WHAT TO WORK ON ->
If a line in the entries includes "origin", show that line.

ENTRIES SUPPLIED ->
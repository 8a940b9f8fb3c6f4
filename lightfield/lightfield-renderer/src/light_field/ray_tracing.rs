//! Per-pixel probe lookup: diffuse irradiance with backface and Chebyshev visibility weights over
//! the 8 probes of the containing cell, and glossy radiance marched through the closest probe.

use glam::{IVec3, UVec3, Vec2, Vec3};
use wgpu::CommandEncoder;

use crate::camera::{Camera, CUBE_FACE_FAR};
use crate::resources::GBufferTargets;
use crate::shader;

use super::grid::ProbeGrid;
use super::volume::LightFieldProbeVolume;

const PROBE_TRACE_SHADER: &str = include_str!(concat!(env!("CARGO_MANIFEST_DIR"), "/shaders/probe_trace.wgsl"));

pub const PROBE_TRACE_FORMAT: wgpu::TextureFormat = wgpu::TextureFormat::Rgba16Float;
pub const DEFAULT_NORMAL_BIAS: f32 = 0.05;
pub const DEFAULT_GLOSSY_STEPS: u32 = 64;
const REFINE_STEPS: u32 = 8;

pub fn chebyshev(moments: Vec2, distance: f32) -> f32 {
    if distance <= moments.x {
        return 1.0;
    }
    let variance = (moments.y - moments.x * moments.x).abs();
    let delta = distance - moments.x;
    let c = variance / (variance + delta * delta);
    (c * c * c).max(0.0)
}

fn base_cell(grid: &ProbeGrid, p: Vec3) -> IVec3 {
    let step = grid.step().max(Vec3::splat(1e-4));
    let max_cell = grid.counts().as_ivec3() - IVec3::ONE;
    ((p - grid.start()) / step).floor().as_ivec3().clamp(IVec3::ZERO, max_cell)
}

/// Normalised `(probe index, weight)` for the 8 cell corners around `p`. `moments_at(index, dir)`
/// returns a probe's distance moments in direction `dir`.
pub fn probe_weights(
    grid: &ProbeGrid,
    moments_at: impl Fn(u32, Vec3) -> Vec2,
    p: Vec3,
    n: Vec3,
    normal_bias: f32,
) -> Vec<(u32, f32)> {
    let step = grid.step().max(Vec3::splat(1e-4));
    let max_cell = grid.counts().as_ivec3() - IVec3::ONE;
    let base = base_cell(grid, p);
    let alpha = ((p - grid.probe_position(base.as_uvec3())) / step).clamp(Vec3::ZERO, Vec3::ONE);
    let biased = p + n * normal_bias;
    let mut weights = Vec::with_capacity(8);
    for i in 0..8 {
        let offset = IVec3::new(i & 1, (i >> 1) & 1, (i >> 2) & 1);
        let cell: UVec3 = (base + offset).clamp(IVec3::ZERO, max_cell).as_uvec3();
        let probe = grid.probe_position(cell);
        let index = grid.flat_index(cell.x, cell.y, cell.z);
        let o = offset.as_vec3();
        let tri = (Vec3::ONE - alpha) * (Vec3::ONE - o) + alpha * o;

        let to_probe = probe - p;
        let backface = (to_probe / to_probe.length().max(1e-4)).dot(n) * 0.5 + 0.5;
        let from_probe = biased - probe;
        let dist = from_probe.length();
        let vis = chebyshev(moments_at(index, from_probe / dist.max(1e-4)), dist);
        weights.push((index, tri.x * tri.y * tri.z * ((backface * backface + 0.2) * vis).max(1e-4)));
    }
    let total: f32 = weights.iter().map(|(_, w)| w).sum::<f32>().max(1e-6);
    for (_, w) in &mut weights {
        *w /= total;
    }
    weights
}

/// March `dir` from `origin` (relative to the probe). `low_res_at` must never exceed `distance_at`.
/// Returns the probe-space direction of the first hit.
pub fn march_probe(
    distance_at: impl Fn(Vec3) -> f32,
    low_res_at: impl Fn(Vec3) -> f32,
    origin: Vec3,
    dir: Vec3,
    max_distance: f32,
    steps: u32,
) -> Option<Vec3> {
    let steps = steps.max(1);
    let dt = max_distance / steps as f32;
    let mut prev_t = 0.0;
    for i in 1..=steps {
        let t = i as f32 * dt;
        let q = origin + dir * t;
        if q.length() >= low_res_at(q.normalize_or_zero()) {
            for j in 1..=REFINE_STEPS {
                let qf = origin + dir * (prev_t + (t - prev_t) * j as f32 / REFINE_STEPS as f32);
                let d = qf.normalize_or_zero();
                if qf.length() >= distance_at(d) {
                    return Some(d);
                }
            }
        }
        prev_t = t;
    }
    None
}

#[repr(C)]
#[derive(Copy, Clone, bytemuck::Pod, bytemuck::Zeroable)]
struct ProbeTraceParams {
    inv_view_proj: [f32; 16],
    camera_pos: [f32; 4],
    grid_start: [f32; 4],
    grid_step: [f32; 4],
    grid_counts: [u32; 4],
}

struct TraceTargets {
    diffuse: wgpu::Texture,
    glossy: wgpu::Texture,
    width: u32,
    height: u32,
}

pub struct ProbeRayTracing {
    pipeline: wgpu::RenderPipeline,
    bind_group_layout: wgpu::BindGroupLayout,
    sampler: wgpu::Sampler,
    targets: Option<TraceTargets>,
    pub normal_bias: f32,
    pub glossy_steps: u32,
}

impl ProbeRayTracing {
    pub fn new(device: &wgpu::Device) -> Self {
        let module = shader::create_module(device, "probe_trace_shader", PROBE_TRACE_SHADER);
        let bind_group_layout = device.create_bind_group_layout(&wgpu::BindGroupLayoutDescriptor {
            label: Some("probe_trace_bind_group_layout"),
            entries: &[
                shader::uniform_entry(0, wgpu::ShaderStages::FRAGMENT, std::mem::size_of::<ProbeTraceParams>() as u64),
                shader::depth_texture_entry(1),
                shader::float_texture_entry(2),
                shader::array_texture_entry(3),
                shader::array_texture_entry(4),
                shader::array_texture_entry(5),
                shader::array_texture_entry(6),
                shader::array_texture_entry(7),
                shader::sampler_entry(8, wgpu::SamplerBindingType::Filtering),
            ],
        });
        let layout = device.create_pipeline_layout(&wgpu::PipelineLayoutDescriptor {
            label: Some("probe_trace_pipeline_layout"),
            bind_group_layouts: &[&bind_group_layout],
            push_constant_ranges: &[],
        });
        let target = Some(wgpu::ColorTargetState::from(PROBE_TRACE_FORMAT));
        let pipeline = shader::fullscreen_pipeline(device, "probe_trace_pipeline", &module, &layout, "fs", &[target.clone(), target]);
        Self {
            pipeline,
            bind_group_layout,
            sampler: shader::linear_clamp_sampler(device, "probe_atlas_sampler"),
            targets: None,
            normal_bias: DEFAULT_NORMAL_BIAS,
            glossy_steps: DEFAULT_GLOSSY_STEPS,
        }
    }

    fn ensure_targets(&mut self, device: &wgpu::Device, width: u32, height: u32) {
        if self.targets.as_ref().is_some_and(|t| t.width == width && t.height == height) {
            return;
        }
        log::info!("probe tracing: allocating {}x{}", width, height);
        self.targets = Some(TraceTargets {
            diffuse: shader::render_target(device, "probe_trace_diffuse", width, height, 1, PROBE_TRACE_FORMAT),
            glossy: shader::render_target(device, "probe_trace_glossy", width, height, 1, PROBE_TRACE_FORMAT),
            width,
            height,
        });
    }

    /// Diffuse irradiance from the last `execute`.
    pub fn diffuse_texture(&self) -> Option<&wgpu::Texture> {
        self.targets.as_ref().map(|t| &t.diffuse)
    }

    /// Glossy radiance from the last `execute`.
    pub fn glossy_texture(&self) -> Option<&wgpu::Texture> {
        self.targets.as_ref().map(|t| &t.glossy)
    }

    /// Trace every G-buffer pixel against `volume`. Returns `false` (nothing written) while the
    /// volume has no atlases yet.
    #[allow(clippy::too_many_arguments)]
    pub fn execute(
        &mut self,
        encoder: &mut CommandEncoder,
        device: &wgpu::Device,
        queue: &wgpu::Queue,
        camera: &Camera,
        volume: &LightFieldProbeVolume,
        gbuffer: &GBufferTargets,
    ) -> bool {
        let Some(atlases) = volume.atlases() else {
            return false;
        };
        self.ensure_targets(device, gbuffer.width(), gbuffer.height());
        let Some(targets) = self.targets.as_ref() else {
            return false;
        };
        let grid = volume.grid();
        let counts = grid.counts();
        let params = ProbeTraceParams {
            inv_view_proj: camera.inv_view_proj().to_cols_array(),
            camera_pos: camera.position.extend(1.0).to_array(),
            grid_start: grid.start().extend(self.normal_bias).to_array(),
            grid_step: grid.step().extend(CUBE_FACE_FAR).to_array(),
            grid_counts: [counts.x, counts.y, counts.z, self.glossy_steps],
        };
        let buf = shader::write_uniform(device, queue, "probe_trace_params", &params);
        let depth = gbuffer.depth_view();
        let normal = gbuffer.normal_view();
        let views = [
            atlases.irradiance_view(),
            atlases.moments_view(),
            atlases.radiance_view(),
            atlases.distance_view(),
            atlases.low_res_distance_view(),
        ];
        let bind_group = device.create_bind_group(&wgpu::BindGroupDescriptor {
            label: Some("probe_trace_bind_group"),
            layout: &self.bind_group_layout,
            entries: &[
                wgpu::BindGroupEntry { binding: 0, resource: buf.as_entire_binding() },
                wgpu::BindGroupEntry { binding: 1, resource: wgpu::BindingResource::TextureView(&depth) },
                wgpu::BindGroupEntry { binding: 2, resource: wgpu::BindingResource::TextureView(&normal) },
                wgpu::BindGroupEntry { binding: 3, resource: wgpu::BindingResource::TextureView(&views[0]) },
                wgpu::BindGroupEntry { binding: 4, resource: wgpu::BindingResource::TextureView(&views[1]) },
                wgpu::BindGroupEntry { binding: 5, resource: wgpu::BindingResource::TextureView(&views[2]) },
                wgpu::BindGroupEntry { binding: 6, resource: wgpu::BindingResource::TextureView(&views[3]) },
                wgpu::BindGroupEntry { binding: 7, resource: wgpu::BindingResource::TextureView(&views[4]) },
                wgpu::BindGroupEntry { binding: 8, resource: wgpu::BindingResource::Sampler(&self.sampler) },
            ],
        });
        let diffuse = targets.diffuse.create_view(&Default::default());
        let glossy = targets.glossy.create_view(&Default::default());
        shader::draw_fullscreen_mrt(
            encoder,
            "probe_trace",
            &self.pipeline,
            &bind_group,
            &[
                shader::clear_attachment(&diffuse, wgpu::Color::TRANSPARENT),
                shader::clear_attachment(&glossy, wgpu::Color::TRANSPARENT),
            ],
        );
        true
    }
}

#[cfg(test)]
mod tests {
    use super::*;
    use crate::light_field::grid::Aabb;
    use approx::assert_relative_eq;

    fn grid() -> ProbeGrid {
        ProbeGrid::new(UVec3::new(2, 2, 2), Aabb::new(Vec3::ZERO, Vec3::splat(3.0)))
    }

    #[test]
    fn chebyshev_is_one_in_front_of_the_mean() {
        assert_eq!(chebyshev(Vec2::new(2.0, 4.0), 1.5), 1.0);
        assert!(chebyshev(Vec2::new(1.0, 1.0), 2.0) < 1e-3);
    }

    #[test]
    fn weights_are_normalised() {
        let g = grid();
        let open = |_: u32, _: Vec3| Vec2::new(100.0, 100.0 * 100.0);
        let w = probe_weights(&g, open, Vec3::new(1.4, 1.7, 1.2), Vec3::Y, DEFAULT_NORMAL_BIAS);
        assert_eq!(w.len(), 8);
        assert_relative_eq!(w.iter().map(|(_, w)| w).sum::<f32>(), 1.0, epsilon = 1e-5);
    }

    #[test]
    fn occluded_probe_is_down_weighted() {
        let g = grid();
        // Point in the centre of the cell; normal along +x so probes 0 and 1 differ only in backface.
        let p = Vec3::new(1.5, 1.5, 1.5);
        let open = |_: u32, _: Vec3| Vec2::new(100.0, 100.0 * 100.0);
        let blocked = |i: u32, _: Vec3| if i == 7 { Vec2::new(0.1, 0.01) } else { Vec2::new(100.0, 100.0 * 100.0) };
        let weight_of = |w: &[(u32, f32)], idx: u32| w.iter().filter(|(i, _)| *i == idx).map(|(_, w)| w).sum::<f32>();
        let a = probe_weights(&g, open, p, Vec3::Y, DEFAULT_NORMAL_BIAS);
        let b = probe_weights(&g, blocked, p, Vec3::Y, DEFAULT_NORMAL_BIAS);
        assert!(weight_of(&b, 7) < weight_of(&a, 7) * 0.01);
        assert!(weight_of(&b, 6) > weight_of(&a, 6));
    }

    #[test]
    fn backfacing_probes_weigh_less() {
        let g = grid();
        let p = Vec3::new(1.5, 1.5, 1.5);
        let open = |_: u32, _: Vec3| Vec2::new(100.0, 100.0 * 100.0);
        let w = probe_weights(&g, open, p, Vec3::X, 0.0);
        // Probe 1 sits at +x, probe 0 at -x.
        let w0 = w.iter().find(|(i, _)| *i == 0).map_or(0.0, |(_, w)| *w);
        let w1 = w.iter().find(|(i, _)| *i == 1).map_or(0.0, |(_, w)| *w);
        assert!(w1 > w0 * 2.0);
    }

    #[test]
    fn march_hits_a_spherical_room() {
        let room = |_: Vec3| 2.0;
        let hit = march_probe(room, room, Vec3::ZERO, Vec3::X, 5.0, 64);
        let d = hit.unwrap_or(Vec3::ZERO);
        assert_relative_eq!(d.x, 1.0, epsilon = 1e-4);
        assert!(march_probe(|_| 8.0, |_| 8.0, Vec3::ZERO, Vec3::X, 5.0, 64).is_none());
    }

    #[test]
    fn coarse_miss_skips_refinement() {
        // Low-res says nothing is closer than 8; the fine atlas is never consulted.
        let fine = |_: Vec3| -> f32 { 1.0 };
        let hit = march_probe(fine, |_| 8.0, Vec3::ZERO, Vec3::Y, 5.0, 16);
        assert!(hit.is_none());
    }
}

ANSWER TO THE PROBLEM ->
/// March `dir` from `origin` (relative to the probe). `low_res_at` must never exceed `distance_at`.
    origin: Vec3,
        let q = origin + dir * t;
                let qf = origin + dir * (prev_t + (t - prev_t) * j as f32 / REFINE_STEPS as f32);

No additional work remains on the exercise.